The First Known Dinos Grew at a Rapid and Continuous Rate



dinosaurs

During the Triassic Period (251 million to 220 million years ago), the first known dinosaurs grew rapidly and continuously — but so did many other reptiles that lived then, according to a new study in PLOS One. However, over time, dinosaur descendants generally kept up these fast growth rates, while the descendants of other reptiles eventually grew more slowly.

“One of the cool things that our study confirmed, is that, back in this Triassic system, even animals that were more closely related to living crocodiles actually grew pretty fast, and definitely much faster than their modern descendants,” says Kristina Curry Rogers, a professor of biology and geology at Macalester College in Minnesota, and one of the study’s authors.

Was There an Evolutionary Advantage?

The researchers already knew that later dinosaurs from the Jurassic and Cretaceous Periods grew faster than their crocodilian compatriots. To see if this held true for the very earliest dinos, they turned to a place where they could get fossils from both the earliest dinosaurs, as well as other four-legged creatures (tetrapods) living alongside them.

That place? The Ischigualasto Formation in San Juan Province, Argentina, because it holds some of the oldest and best dinosaur fossils anywhere. The formation also contains non-dinosaur creatures with which the researchers could compare.

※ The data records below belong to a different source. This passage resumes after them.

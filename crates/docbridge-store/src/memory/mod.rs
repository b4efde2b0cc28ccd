//! In-process document store
//!
//! Keeps every namespace in a map behind a single lock, so an upsert is
//! atomic with respect to concurrent readers and writers. Used by the test
//! suites and for `memory://` connection strings.

pub mod matcher;

use std::collections::HashMap;
use std::sync::Arc;

use async_trait::async_trait;
use bson::oid::ObjectId;
use bson::{Bson, Document};
use parking_lot::RwLock;
use tracing::debug;

use crate::error::{Result, StoreError};
use crate::{DocumentStore, FindQuery, Namespace, UpsertOutcome};

/// Connection string prefix selecting this backend
pub const SCHEME: &str = "memory://";

/// Simple in-memory document store
#[derive(Clone, Default)]
pub struct MemoryStore {
    collections: Arc<RwLock<HashMap<Namespace, Vec<Document>>>>,
}

impl MemoryStore {
    pub fn new() -> Self {
        Self::default()
    }

    /// Number of records stored in a namespace
    pub fn count(&self, namespace: &Namespace) -> usize {
        self.collections.read().get(namespace).map_or(0, Vec::len)
    }

    /// Raw records of a namespace, including `_id`
    pub fn dump(&self, namespace: &Namespace) -> Vec<Document> {
        self.collections.read().get(namespace).cloned().unwrap_or_default()
    }

    /// Insert records as-is, assigning `_id` where missing
    pub fn seed(&self, namespace: &Namespace, records: impl IntoIterator<Item = Document>) {
        let mut collections = self.collections.write();
        let rows = collections.entry(namespace.clone()).or_default();
        for mut record in records {
            if !record.contains_key("_id") {
                record = with_object_id(record);
            }
            rows.push(record);
        }
    }
}

fn with_object_id(record: Document) -> Document {
    let mut doc = Document::new();
    doc.insert("_id", ObjectId::new());
    doc.extend(record);
    doc
}

/// Apply `value` at a dotted path, creating intermediate documents
fn set_path(doc: &mut Document, path: &str, value: Bson) -> Result<()> {
    match path.split_once('.') {
        None => {
            doc.insert(path, value);
            Ok(())
        }
        Some((head, rest)) => {
            let child = doc
                .entry(head.to_string())
                .or_insert_with(|| Bson::Document(Document::new()));
            match child {
                Bson::Document(inner) => set_path(inner, rest, value),
                _ => Err(StoreError::WriteFailed(format!(
                    "cannot create field '{}' in non-document '{}'",
                    rest, head
                ))),
            }
        }
    }
}

fn apply_set(doc: &mut Document, set: &Document) -> Result<()> {
    for (path, value) in set {
        if path == "_id" {
            return Err(StoreError::WriteFailed("field '_id' is immutable".to_string()));
        }
        set_path(doc, path, value.clone())?;
    }
    Ok(())
}

/// Equality fields of a key filter seed a newly inserted record.
///
/// Dotted fields nest the same way `$set` does, so the key matches again.
fn seed_from_key(key: &Document) -> Result<Document> {
    let mut record = with_object_id(Document::new());
    for (field, value) in key {
        let is_operator = field.starts_with('$')
            || matches!(value, Bson::Document(inner) if inner.keys().any(|k| k.starts_with('$')));
        if !is_operator {
            set_path(&mut record, field, value.clone())?;
        }
    }
    Ok(record)
}

fn project(doc: Document, projection: &Document) -> Document {
    let include_mode = projection
        .iter()
        .any(|(field, flag)| field != "_id" && is_truthy(flag));
    let keep_id = projection.get("_id").map_or(true, is_truthy);

    doc.into_iter()
        .filter(|(field, _)| {
            if field == "_id" {
                return keep_id;
            }
            match projection.get(field) {
                Some(flag) => is_truthy(flag),
                None => !include_mode,
            }
        })
        .collect()
}

fn is_truthy(flag: &Bson) -> bool {
    match flag {
        Bson::Boolean(b) => *b,
        Bson::Int32(i) => *i != 0,
        Bson::Int64(i) => *i != 0,
        Bson::Double(d) => *d != 0.0,
        _ => true,
    }
}

#[async_trait]
impl DocumentStore for MemoryStore {
    async fn upsert_by_key(
        &self,
        namespace: &Namespace,
        key: Document,
        set: Document,
        set_on_insert: Document,
    ) -> Result<UpsertOutcome> {
        let mut collections = self.collections.write();
        let rows = collections.entry(namespace.clone()).or_default();

        for row in rows.iter_mut() {
            if matcher::matches(row, &key)? {
                // A failed path leaves the stored row untouched
                let mut updated = row.clone();
                apply_set(&mut updated, &set)?;
                *row = updated;
                debug!("Updated record in {}", namespace);
                return Ok(UpsertOutcome { created_new: false });
            }
        }

        let mut record = seed_from_key(&key)?;
        apply_set(&mut record, &set)?;
        apply_set(&mut record, &set_on_insert)?;
        rows.push(record);
        debug!("Inserted record into {}", namespace);

        Ok(UpsertOutcome { created_new: true })
    }

    async fn find(&self, namespace: &Namespace, query: &FindQuery) -> Result<Vec<Document>> {
        let collections = self.collections.read();
        let Some(rows) = collections.get(namespace) else {
            return Ok(Vec::new());
        };

        let mut hits = Vec::new();
        for row in rows {
            if matcher::matches(row, &query.filter)? {
                hits.push(row.clone());
            }
        }
        drop(collections);

        if let Some(sort) = &query.sort {
            hits.sort_by(|a, b| matcher::compare_by_sort(a, b, sort));
        }

        let skip = usize::try_from(query.skip).unwrap_or(usize::MAX);
        let limit = usize::try_from(query.limit)
            .ok()
            .filter(|l| *l > 0)
            .unwrap_or(usize::MAX);

        Ok(hits
            .into_iter()
            .skip(skip)
            .take(limit)
            .map(|doc| match &query.projection {
                Some(projection) => project(doc, projection),
                None => doc,
            })
            .collect())
    }

    async fn ping(&self) -> Result<()> {
        Ok(())
    }

    fn backend_name(&self) -> &'static str {
        "memory"
    }
}

#[cfg(test)]
mod tests {
    use super::*;
    use bson::doc;

    fn notes() -> Namespace {
        Namespace::new("app", "notes")
    }

    #[tokio::test]
    async fn test_upsert_inserts_then_updates() {
        let store = MemoryStore::new();

        let first = store
            .upsert_by_key(
                &notes(),
                doc! {"uuid": "n-1"},
                doc! {"title": "draft", "updated_at": 1_i64},
                doc! {"created_at": 1_i64},
            )
            .await
            .unwrap();
        assert!(first.created_new);

        let second = store
            .upsert_by_key(
                &notes(),
                doc! {"uuid": "n-1"},
                doc! {"title": "final", "updated_at": 2_i64},
                doc! {"created_at": 2_i64},
            )
            .await
            .unwrap();
        assert!(!second.created_new);

        let rows = store.dump(&notes());
        assert_eq!(rows.len(), 1);
        let row = &rows[0];
        assert!(row.get_object_id("_id").is_ok());
        assert_eq!(row.get_str("uuid").unwrap(), "n-1");
        assert_eq!(row.get_str("title").unwrap(), "final");
        assert_eq!(row.get_i64("created_at").unwrap(), 1);
        assert_eq!(row.get_i64("updated_at").unwrap(), 2);
    }

    #[tokio::test]
    async fn test_upsert_rejects_id_change() {
        let store = MemoryStore::new();
        let err = store
            .upsert_by_key(&notes(), doc! {"uuid": "n-1"}, doc! {"_id": 5_i32}, doc! {})
            .await
            .unwrap_err();
        assert!(matches!(err, StoreError::WriteFailed(_)));
    }

    #[tokio::test]
    async fn test_dotted_set_creates_nested_document() {
        let store = MemoryStore::new();
        store
            .upsert_by_key(&notes(), doc! {"uuid": "n-1"}, doc! {"meta.views": 3_i32}, doc! {})
            .await
            .unwrap();
        let row = &store.dump(&notes())[0];
        assert_eq!(row.get_document("meta").unwrap().get_i32("views").unwrap(), 3);
    }

    #[tokio::test]
    async fn test_dotted_key_matches_on_resave() {
        let store = MemoryStore::new();
        for (title, want_new) in [("draft", true), ("final", false)] {
            let outcome = store
                .upsert_by_key(&notes(), doc! {"meta.id": "k1"}, doc! {"title": title}, doc! {})
                .await
                .unwrap();
            assert_eq!(outcome.created_new, want_new, "{title}");
        }

        let rows = store.dump(&notes());
        assert_eq!(rows.len(), 1);
        assert_eq!(rows[0].get_document("meta").unwrap().get_str("id").unwrap(), "k1");
        assert!(!rows[0].contains_key("meta.id"));
        assert_eq!(rows[0].get_str("title").unwrap(), "final");

        let found = store
            .find(&notes(), &FindQuery::new(doc! {"meta.id": "k1"}))
            .await
            .unwrap();
        assert_eq!(found.len(), 1);
    }

    #[tokio::test]
    async fn test_failed_update_leaves_record_unchanged() {
        let store = MemoryStore::new();
        store.seed(&notes(), [doc! {"uuid": "n-1", "title": "old"}]);

        let err = store
            .upsert_by_key(
                &notes(),
                doc! {"uuid": "n-1"},
                doc! {"title": "new", "title.x": 1_i32},
                doc! {},
            )
            .await
            .unwrap_err();
        assert!(matches!(err, StoreError::WriteFailed(_)));

        let rows = store.dump(&notes());
        assert_eq!(rows.len(), 1);
        assert_eq!(rows[0].get_str("title").unwrap(), "old");
    }

    #[tokio::test]
    async fn test_find_sort_skip_limit_projection() {
        let store = MemoryStore::new();
        store.seed(
            &notes(),
            (1..=7_i64).map(|i| doc! {"uuid": format!("n-{i}"), "type": "note", "created_at": i}),
        );

        let query = FindQuery {
            filter: doc! {"type": "note"},
            projection: Some(doc! {"_id": 0_i32}),
            skip: 1,
            limit: 3,
            sort: Some(doc! {"created_at": -1_i32}),
        };
        let rows = store.find(&notes(), &query).await.unwrap();

        let created: Vec<i64> = rows.iter().map(|r| r.get_i64("created_at").unwrap()).collect();
        assert_eq!(created, vec![6, 5, 4]);
        assert!(rows.iter().all(|r| !r.contains_key("_id")));
    }

    #[tokio::test]
    async fn test_find_zero_limit_returns_everything() {
        let store = MemoryStore::new();
        store.seed(&notes(), (0..4_i32).map(|i| doc! {"n": i}));
        let rows = store
            .find(&notes(), &FindQuery::new(doc! {"n": {"$gte": 0_i32}}))
            .await
            .unwrap();
        assert_eq!(rows.len(), 4);
    }

    #[tokio::test]
    async fn test_find_unknown_namespace() {
        let store = MemoryStore::new();
        let rows = store
            .find(&Namespace::new("nope", "nothing"), &FindQuery::new(doc! {"a": 1_i32}))
            .await
            .unwrap();
        assert!(rows.is_empty());
    }

    #[test]
    fn test_inclusion_projection() {
        let doc = doc! {"_id": 1_i32, "a": 1_i32, "b": 2_i32};
        assert_eq!(project(doc.clone(), &doc! {"a": 1_i32}), doc! {"_id": 1_i32, "a": 1_i32});
        assert_eq!(project(doc, &doc! {"a": 1_i32, "_id": 0_i32}), doc! {"a": 1_i32});
    }
}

“At this time, about 230 million years ago, dinosaurs were just getting warmed up in an evolutionary sense,” Rogers says. “Back then, a whole variety of other terrestrial tetrapods were more common, and more diverse.”

Looking at a variety of creatures could help the researchers discover whether any developed an evolutionary advantage. So, they created cross-sections of bones from several creatures from the formation that dated to the Triassic Period. Then they studied microscopic details within the bones that serve as markers for growth.


Read More: A Complete Dinosaur Timeline to Extinction: How Long Did They Roam Earth?


The Earliest Dinosaurs Growth Race

Their observations showed that the earliest dinosaurs were already growing at fast and continuous rates, much like their later Mesozoic descendants — but there were some subtle distinctions.

“Some Jurassic-aged dinosaurs seem to switch things up a bit, growing at high rates, but with occasional pauses throughout their life history,” says Curry Rogers. These periodical pauses seem to be missing in both the earliest dinosaurs as well as in in some of the non-dinosaurs that lived alongside them.

She hypothesizes that similar growth patterns among many animals during the Triassic Period — despite differences in body types and lifestyles — indicate that the “dawn of the dinosaurs” was a time of evolutionary experimentation, where rapid developments may have been key for survival.

“Growth rates, combined with many other special anatomical and behavioral characteristics of early dinosaurs probably played a pivotal role in their eventual success,” Curry Rogers concludes.